Task description:
From the first line through the line containing "if raw.len() >", transcribe the records exactly and include no other lines.

(Stored data entries)
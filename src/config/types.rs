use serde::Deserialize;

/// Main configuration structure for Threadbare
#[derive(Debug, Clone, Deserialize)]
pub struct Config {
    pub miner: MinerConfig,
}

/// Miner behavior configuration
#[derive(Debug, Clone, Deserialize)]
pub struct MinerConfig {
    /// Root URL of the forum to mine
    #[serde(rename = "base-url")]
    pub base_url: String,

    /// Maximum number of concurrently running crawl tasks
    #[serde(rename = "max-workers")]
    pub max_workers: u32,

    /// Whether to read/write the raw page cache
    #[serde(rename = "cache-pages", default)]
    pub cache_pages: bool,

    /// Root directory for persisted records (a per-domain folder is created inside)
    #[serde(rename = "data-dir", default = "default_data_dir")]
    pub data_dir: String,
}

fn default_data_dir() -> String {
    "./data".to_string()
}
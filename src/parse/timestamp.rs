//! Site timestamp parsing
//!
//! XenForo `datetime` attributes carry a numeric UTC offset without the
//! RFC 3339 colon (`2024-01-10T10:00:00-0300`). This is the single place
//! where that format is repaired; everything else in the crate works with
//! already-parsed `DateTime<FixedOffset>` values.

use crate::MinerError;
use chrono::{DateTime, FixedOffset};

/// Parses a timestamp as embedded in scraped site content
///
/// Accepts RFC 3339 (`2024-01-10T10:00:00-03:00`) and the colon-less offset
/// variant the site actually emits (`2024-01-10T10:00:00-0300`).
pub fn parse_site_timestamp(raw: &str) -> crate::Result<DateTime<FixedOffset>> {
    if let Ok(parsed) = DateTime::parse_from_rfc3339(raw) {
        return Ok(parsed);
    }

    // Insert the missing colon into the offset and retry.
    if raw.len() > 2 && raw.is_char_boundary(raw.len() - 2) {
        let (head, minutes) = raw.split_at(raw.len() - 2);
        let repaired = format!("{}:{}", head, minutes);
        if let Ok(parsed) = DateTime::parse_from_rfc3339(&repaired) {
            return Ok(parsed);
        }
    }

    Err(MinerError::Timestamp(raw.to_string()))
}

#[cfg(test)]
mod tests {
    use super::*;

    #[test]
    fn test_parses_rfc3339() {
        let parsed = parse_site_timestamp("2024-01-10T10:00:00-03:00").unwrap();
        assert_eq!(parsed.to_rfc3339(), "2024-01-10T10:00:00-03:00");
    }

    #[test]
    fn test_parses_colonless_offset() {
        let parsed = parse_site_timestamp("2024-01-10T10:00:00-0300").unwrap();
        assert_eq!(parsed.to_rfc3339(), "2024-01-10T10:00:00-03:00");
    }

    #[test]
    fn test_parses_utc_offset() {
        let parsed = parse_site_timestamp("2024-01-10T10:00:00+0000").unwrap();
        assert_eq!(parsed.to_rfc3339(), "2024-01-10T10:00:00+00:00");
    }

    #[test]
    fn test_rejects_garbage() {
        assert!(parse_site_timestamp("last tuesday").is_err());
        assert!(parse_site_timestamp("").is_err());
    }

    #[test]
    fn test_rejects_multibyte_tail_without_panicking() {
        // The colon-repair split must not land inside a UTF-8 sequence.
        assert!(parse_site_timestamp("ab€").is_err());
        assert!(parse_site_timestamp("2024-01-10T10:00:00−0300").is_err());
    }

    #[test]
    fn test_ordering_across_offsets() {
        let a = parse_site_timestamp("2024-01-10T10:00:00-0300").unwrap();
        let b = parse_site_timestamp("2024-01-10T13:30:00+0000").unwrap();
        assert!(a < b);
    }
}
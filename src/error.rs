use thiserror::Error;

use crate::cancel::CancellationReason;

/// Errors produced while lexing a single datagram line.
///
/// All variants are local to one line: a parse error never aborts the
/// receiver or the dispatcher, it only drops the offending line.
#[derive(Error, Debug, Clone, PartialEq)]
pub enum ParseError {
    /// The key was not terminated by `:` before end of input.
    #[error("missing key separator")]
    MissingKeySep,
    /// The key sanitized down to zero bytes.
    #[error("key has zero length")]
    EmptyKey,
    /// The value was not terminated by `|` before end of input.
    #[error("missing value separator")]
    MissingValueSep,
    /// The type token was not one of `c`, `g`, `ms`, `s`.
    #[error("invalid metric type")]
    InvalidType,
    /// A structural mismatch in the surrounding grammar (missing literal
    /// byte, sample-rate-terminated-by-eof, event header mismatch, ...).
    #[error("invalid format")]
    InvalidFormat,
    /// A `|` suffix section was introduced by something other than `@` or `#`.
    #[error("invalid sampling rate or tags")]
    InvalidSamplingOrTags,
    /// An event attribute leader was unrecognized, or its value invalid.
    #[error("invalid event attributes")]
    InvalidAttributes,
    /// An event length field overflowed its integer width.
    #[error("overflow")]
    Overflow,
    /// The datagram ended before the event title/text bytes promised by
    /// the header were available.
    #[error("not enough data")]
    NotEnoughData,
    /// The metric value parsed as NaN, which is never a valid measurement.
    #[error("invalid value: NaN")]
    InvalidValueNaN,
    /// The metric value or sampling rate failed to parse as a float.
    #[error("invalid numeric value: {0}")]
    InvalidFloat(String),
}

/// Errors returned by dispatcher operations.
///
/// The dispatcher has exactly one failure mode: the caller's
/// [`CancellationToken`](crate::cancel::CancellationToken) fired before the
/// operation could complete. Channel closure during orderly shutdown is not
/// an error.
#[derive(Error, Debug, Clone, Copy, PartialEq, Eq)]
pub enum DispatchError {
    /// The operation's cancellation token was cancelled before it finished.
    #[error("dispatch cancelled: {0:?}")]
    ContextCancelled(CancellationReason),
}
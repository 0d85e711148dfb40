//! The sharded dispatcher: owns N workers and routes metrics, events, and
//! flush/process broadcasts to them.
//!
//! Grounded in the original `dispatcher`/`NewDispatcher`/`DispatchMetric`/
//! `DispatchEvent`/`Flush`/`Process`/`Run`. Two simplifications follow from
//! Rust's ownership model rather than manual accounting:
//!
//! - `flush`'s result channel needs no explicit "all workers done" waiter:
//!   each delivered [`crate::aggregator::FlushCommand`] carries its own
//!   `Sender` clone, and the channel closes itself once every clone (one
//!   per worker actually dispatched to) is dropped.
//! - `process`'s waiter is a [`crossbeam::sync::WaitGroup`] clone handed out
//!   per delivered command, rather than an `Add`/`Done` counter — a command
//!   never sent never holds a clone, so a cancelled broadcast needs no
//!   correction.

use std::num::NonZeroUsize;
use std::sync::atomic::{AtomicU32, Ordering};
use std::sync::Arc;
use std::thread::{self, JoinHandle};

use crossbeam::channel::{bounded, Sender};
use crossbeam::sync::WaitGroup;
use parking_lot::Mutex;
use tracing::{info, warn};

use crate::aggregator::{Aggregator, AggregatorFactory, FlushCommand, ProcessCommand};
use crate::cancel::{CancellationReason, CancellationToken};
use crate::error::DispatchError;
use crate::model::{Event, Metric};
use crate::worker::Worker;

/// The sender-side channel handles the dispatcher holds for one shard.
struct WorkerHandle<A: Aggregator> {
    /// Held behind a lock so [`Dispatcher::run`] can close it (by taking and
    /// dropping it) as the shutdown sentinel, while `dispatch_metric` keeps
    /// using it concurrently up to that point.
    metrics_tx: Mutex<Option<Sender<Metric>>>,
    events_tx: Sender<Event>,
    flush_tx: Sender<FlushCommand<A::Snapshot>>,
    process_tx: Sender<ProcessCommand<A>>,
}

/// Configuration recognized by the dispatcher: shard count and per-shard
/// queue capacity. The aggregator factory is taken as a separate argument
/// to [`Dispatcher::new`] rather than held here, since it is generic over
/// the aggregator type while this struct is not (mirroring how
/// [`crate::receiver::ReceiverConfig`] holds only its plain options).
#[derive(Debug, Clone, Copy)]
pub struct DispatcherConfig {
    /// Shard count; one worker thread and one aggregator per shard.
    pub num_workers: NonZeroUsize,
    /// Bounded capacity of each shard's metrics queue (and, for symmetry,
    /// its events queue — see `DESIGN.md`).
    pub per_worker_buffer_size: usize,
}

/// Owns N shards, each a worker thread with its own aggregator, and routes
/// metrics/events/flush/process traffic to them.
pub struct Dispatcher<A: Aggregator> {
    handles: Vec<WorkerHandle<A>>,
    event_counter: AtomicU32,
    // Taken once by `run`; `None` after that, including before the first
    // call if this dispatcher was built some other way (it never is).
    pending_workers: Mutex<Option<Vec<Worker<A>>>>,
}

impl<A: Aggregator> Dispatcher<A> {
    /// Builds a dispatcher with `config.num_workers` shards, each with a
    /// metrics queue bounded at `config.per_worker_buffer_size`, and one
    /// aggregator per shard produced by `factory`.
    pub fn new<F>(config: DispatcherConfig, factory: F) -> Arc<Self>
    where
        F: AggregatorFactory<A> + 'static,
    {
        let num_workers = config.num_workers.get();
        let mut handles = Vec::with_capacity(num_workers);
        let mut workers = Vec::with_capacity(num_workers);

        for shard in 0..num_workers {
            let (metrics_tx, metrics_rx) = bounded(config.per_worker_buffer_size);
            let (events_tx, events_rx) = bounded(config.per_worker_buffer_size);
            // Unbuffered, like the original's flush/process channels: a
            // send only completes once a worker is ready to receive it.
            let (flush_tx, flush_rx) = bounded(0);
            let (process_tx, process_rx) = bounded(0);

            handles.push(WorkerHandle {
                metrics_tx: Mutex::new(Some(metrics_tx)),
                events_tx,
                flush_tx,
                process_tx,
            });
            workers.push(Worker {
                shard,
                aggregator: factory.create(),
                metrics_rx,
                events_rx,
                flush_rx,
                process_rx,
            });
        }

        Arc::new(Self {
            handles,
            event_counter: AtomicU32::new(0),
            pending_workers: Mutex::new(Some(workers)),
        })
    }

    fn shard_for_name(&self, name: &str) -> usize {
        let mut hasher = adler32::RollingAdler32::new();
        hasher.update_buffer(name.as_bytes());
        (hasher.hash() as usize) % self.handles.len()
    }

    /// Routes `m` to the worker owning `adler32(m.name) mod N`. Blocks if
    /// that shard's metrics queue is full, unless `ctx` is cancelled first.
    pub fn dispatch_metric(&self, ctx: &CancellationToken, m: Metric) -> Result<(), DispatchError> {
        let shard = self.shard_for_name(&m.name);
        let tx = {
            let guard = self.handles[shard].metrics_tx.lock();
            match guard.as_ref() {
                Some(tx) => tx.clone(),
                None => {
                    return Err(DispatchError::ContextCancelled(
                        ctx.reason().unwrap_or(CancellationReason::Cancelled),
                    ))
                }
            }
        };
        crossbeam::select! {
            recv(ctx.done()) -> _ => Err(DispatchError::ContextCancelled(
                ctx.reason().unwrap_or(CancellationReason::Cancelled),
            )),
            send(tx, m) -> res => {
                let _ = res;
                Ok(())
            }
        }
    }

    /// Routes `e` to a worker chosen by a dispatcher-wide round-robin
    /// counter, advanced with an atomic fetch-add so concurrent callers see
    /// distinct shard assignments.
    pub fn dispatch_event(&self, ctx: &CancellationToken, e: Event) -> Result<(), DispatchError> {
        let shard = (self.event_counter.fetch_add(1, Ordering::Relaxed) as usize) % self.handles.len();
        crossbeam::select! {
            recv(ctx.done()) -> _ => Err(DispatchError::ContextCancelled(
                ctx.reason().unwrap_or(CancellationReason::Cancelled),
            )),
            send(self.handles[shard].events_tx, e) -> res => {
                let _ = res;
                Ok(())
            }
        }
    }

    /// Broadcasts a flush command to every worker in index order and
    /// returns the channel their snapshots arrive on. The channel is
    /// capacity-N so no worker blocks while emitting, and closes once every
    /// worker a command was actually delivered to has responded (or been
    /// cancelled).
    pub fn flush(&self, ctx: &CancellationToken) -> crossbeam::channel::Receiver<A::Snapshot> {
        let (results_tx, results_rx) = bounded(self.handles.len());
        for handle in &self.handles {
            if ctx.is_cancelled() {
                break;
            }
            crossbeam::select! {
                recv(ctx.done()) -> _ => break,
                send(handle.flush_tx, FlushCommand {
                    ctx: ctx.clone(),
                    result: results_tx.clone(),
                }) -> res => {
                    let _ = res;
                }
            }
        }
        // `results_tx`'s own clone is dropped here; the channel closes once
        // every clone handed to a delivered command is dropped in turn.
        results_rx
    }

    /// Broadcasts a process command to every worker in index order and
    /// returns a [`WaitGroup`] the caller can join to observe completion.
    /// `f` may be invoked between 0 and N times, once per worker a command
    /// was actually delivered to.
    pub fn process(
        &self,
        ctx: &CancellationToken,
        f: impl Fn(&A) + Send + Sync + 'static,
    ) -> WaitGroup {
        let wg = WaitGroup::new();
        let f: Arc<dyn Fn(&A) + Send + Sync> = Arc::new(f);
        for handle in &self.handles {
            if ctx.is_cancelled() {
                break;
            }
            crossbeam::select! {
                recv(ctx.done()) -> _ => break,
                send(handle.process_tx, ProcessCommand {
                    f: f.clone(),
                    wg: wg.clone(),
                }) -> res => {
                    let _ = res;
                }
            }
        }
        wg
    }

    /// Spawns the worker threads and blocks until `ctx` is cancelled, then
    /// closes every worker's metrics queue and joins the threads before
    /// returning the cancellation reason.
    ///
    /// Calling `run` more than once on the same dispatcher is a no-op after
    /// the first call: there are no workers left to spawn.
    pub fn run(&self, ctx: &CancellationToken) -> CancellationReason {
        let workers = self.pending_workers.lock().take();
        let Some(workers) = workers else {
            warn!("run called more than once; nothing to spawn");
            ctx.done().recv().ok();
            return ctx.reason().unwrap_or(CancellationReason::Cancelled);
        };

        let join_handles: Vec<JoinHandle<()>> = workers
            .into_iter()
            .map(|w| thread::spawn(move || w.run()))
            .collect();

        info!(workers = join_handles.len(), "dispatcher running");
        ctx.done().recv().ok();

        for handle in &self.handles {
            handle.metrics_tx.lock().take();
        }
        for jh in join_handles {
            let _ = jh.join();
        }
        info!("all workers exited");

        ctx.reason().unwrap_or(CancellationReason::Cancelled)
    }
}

Response box:
filename src/config/types.rs
use serde::Deserialize;

/// Main configuration structure for Threadbare
#[derive(Debug, Clone, Deserialize)]
pub struct Config {
    pub miner: MinerConfig,
}

/// Miner behavior configuration
#[derive(Debug, Clone, Deserialize)]
pub struct MinerConfig {
    /// Root URL of the forum to mine
    #[serde(rename = "base-url")]
    pub base_url: String,

    /// Maximum number of concurrently running crawl tasks
    #[serde(rename = "max-workers")]
    pub max_workers: u32,

    /// Whether to read/write the raw page cache
    #[serde(rename = "cache-pages", default)]
    pub cache_pages: bool,

    /// Root directory for persisted records (a per-domain folder is created inside)
    #[serde(rename = "data-dir", default = "default_data_dir")]
    pub data_dir: String,
}

fn default_data_dir() -> String {
    "./data".to_string()
}
filename src/parse/timestamp.rs
//! Site timestamp parsing
//!
//! XenForo `datetime` attributes carry a numeric UTC offset without the
//! RFC 3339 colon (`2024-01-10T10:00:00-0300`). This is the single place
//! where that format is repaired; everything else in the crate works with
//! already-parsed `DateTime<FixedOffset>` values.

use crate::MinerError;
use chrono::{DateTime, FixedOffset};

/// Parses a timestamp as embedded in scraped site content
///
/// Accepts RFC 3339 (`2024-01-10T10:00:00-03:00`) and the colon-less offset
/// variant the site actually emits (`2024-01-10T10:00:00-0300`).
pub fn parse_site_timestamp(raw: &str) -> crate::Result<DateTime<FixedOffset>> {
    if let Ok(parsed) = DateTime::parse_from_rfc3339(raw) {
        return Ok(parsed);
    }

    // Insert the missing colon into the offset and retry.
    if raw.len() > 2 && raw.is_char_boundary(raw.len() - 2) {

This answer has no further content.